**Data in this exercise:**
::::
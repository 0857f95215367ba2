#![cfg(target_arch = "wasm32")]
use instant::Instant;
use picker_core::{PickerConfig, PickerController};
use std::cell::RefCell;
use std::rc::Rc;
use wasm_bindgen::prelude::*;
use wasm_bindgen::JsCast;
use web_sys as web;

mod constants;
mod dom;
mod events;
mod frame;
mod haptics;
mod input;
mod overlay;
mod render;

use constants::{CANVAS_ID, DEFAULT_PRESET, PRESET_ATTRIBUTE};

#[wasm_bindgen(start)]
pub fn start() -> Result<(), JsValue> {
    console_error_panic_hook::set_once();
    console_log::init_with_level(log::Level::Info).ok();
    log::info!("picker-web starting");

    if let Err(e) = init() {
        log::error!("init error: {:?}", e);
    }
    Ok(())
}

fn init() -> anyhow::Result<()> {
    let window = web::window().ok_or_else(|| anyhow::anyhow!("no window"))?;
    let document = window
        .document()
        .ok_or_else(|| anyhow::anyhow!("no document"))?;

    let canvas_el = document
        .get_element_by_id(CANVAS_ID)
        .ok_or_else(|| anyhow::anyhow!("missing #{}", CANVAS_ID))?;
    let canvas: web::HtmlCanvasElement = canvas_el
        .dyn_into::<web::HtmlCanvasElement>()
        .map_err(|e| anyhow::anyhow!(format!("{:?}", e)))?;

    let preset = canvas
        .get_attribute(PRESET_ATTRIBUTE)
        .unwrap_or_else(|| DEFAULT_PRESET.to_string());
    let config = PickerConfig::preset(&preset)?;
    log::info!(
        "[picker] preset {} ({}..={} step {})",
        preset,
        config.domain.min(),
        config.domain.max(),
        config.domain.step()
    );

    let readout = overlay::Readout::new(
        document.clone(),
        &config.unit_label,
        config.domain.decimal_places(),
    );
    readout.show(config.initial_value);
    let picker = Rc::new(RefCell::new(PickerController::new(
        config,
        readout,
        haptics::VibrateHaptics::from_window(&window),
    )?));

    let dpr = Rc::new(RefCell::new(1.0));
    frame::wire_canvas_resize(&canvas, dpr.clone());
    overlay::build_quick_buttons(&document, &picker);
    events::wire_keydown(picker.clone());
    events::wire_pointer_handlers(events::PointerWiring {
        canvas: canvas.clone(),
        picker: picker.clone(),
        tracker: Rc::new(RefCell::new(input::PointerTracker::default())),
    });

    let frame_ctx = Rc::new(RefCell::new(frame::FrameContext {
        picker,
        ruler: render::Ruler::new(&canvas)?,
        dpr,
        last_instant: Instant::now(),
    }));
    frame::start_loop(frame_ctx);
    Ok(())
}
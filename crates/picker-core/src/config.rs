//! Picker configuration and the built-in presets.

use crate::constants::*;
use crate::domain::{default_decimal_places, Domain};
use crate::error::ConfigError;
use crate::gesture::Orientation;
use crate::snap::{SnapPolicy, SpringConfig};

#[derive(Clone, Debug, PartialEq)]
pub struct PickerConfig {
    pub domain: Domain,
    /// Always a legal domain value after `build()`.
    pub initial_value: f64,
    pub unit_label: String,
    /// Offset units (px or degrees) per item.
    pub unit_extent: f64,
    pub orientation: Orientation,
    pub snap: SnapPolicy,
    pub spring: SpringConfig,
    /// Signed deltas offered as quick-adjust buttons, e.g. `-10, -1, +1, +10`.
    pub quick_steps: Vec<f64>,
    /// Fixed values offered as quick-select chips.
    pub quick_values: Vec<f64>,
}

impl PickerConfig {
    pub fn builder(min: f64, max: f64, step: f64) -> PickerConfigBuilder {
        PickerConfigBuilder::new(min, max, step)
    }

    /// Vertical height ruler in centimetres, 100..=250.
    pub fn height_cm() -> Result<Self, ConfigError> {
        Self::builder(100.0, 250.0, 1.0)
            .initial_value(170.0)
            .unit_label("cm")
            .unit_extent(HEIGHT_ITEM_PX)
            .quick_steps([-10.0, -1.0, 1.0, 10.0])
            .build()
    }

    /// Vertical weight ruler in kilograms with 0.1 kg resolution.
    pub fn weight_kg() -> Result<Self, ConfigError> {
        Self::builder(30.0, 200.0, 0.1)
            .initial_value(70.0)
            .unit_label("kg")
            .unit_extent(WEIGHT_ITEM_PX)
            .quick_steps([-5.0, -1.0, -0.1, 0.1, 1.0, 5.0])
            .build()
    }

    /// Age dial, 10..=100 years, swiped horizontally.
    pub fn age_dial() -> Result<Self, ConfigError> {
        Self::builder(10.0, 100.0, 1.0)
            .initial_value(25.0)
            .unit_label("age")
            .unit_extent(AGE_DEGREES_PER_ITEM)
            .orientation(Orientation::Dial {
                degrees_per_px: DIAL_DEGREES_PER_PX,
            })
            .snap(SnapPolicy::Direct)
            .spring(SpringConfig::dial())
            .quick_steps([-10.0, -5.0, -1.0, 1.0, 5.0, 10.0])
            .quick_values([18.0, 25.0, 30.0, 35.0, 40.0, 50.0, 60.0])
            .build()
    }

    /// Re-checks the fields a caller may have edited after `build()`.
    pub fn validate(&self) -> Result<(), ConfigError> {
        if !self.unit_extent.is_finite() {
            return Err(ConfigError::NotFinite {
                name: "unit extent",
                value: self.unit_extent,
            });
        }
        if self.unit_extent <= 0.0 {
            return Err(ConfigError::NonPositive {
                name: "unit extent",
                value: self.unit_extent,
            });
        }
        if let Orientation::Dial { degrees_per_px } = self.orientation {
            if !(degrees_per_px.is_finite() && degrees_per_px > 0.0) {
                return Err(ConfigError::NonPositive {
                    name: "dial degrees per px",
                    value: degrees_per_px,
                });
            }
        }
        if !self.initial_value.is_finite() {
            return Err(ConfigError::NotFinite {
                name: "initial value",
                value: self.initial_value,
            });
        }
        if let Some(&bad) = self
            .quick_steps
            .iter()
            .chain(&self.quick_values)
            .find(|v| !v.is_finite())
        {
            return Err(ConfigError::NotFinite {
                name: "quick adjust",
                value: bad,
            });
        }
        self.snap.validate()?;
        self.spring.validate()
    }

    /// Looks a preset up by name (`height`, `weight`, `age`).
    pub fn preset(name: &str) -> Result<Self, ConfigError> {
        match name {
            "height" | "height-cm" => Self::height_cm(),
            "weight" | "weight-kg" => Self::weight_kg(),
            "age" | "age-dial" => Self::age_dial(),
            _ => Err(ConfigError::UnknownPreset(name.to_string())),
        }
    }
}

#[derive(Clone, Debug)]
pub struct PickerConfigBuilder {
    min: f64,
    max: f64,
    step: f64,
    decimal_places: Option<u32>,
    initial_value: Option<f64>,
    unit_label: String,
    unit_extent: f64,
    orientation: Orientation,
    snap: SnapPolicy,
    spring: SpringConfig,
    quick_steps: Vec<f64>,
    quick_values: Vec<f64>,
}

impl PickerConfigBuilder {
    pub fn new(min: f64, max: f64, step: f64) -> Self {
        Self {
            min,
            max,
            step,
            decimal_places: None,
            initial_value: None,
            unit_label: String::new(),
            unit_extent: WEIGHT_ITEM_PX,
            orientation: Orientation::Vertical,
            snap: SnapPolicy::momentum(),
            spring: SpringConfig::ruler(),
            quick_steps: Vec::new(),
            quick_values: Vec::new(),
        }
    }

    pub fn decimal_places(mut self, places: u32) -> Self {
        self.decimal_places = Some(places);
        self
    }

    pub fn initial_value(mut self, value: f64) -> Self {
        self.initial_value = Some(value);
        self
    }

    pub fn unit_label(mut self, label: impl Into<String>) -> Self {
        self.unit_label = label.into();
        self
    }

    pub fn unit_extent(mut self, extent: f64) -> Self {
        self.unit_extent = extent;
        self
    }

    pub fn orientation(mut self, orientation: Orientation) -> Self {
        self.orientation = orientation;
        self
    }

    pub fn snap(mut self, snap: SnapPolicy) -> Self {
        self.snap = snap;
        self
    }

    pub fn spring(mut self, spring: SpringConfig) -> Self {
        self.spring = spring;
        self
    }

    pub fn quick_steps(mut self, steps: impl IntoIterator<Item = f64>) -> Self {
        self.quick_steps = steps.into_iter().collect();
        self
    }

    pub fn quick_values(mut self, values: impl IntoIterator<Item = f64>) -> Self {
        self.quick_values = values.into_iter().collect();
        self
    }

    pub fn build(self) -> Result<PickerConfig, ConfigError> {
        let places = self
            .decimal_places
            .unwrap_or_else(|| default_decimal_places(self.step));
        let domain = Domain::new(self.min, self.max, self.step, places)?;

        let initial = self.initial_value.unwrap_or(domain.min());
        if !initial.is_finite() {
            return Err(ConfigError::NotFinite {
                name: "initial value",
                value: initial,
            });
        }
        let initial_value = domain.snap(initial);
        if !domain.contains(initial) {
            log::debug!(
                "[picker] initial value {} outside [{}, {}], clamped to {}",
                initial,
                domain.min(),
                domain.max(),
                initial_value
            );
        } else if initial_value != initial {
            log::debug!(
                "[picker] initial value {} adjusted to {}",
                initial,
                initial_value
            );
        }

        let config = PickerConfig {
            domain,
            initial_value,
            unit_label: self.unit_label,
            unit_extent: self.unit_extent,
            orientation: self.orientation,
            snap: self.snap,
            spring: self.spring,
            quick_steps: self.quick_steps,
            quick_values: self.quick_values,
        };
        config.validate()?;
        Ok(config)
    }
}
::::
**Task description:**
All lines above that hold the string "None" should be copied.

**Response:**
            decimal_places: None,
            initial_value: None,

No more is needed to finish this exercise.